▸ Exercise requirements
Which of the lines in the data mention the string "PartialEq"? List them all.

(Stored data entries)
◆ ◆ ◆ ◆ ◆ ◆ ◆
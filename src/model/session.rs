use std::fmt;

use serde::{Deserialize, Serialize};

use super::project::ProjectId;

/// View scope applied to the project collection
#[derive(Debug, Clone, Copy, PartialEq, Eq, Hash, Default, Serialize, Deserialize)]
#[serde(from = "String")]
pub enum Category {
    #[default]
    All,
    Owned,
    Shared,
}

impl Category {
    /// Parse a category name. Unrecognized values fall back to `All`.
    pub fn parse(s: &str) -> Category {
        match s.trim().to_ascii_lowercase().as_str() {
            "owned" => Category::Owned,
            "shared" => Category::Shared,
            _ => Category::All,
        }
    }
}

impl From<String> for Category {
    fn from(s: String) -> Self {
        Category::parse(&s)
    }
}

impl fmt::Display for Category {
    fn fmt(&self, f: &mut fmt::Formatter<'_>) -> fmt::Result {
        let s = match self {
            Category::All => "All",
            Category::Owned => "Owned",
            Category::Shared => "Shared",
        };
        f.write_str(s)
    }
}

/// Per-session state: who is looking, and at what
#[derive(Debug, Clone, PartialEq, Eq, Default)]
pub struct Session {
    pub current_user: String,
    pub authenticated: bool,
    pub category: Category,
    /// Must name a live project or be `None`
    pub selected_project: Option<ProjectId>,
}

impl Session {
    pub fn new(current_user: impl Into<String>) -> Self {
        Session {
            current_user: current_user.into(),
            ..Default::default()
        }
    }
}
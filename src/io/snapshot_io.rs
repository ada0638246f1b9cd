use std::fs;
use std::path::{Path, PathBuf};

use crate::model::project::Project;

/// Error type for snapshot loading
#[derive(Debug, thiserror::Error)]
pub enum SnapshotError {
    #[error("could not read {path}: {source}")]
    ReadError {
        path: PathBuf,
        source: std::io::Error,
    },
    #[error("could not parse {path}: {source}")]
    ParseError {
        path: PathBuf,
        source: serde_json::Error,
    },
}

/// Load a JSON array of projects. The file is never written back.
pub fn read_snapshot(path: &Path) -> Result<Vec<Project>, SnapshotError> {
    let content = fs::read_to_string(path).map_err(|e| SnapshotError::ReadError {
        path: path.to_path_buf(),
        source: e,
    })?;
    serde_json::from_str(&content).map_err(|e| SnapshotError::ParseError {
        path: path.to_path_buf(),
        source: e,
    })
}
◆ ◆ ◆ ◆ ◆ ◆ ◆
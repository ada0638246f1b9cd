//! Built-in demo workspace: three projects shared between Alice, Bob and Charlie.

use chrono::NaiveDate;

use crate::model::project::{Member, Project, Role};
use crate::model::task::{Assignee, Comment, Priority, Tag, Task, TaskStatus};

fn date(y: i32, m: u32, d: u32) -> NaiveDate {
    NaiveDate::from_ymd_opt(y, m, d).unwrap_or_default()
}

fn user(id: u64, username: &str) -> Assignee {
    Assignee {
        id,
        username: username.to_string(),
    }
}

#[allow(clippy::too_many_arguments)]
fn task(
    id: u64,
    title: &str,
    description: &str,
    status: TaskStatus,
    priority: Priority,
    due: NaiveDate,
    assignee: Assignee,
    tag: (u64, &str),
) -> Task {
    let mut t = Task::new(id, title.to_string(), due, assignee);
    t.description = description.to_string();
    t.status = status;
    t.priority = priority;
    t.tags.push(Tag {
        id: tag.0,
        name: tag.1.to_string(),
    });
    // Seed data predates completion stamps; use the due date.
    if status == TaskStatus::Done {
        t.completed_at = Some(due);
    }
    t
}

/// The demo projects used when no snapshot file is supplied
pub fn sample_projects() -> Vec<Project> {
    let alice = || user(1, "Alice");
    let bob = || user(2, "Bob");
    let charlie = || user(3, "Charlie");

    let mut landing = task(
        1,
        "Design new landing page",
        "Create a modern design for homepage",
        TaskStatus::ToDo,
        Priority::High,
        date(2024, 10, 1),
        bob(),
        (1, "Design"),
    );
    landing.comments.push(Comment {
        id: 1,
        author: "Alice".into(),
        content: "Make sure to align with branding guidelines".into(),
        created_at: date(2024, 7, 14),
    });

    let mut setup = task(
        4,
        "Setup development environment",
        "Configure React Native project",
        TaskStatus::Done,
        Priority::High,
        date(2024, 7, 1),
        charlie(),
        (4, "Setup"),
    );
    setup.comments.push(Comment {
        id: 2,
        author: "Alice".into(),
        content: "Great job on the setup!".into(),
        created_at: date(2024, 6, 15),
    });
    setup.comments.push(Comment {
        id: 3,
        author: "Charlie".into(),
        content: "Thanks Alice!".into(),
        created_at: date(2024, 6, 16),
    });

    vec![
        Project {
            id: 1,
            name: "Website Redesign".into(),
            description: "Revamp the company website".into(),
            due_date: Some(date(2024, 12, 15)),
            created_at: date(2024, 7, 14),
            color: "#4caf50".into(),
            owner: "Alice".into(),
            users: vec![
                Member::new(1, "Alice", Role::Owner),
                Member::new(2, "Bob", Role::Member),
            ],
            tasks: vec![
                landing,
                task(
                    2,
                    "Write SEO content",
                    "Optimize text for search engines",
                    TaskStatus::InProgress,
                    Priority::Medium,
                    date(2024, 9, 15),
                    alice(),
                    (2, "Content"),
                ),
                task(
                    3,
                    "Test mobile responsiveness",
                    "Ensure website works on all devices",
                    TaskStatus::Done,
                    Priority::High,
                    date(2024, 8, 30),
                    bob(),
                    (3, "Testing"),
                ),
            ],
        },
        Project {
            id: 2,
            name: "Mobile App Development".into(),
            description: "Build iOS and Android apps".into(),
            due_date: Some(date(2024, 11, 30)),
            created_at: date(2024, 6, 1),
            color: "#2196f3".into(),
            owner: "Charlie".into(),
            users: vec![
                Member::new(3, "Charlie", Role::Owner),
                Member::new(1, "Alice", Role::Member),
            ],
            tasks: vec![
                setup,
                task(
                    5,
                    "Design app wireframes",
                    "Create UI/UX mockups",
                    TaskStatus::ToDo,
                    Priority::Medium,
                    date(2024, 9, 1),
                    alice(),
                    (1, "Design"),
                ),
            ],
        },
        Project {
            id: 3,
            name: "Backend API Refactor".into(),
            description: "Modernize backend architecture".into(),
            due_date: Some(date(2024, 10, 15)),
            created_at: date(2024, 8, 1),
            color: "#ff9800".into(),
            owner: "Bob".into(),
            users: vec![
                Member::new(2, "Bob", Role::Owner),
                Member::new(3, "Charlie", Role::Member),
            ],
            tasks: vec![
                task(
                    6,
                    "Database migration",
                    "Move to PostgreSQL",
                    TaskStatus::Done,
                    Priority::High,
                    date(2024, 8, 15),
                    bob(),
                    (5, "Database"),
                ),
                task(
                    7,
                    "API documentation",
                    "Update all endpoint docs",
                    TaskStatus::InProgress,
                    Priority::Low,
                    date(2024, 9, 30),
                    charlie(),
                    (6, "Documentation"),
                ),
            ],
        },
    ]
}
◆ ◆ ◆ ◆ ◆ ◆ ◆
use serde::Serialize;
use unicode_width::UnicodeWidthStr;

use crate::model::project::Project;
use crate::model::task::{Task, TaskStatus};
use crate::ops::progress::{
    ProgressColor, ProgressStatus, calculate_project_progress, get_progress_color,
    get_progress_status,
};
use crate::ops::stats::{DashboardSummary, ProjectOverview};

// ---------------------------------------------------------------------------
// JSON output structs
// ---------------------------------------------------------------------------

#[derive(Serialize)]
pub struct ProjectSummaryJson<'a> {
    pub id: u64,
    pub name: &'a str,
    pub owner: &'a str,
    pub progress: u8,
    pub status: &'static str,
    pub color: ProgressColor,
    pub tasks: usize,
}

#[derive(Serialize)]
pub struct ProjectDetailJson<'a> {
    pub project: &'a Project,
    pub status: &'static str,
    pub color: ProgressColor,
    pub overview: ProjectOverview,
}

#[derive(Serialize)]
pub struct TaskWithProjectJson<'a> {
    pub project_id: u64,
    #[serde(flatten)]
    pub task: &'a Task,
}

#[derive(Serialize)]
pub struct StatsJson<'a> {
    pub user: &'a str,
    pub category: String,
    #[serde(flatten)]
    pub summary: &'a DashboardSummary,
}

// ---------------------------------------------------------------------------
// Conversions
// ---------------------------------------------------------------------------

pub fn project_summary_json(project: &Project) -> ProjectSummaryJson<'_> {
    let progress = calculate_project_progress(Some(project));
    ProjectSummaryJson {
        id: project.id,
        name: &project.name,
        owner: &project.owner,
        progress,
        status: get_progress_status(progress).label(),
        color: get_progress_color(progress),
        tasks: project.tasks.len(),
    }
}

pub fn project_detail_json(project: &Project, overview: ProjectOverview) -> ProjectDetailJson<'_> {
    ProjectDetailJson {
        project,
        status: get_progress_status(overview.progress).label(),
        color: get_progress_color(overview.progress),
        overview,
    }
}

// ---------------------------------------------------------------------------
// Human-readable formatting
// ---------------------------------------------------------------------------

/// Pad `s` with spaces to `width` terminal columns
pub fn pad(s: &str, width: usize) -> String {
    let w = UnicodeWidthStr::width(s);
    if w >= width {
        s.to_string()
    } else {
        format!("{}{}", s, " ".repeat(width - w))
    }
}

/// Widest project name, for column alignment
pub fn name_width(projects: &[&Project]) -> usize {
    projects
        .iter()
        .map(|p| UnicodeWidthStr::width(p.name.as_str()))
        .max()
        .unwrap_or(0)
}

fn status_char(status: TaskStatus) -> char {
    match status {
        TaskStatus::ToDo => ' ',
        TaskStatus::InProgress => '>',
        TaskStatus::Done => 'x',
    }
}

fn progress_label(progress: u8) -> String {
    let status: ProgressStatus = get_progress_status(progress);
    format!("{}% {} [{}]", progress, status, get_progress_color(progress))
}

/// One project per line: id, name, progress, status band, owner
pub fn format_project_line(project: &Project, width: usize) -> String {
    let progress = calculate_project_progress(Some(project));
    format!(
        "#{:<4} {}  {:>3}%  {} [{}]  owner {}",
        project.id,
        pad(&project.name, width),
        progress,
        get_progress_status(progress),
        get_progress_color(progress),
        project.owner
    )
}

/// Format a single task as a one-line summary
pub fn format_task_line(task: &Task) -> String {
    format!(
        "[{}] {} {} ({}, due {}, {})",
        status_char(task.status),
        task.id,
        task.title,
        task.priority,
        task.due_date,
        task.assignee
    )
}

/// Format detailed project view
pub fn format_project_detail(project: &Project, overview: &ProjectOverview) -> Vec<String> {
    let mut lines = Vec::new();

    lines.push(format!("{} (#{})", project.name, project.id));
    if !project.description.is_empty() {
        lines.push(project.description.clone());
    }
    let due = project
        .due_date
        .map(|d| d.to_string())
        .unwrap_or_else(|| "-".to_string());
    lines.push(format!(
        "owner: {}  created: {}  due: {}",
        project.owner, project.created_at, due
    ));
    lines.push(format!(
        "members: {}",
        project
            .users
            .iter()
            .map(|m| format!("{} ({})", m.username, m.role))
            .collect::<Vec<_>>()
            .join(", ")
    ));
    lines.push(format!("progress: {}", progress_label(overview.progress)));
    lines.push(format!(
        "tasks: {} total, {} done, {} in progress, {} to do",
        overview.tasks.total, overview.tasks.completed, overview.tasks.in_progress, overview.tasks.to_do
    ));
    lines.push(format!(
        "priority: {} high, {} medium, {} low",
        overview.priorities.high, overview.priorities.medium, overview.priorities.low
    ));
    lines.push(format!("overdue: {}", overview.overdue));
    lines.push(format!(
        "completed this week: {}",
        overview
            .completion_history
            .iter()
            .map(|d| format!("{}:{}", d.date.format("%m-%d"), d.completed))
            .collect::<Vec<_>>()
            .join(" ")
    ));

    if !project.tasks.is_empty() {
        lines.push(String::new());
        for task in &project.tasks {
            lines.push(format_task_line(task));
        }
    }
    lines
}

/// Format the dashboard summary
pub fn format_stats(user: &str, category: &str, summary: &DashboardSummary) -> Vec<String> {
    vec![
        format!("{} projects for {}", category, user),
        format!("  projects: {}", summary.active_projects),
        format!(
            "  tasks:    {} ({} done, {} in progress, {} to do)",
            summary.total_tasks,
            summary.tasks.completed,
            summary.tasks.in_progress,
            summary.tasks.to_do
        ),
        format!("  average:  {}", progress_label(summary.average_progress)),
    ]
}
◆ ◆ ◆ ◆ ◆ ◆ ◆
▸ Answer space
#[derive(Debug, Clone, Copy, PartialEq, Eq, Hash, Default, Serialize, Deserialize)]
#[derive(Debug, Clone, PartialEq, Eq, Default)]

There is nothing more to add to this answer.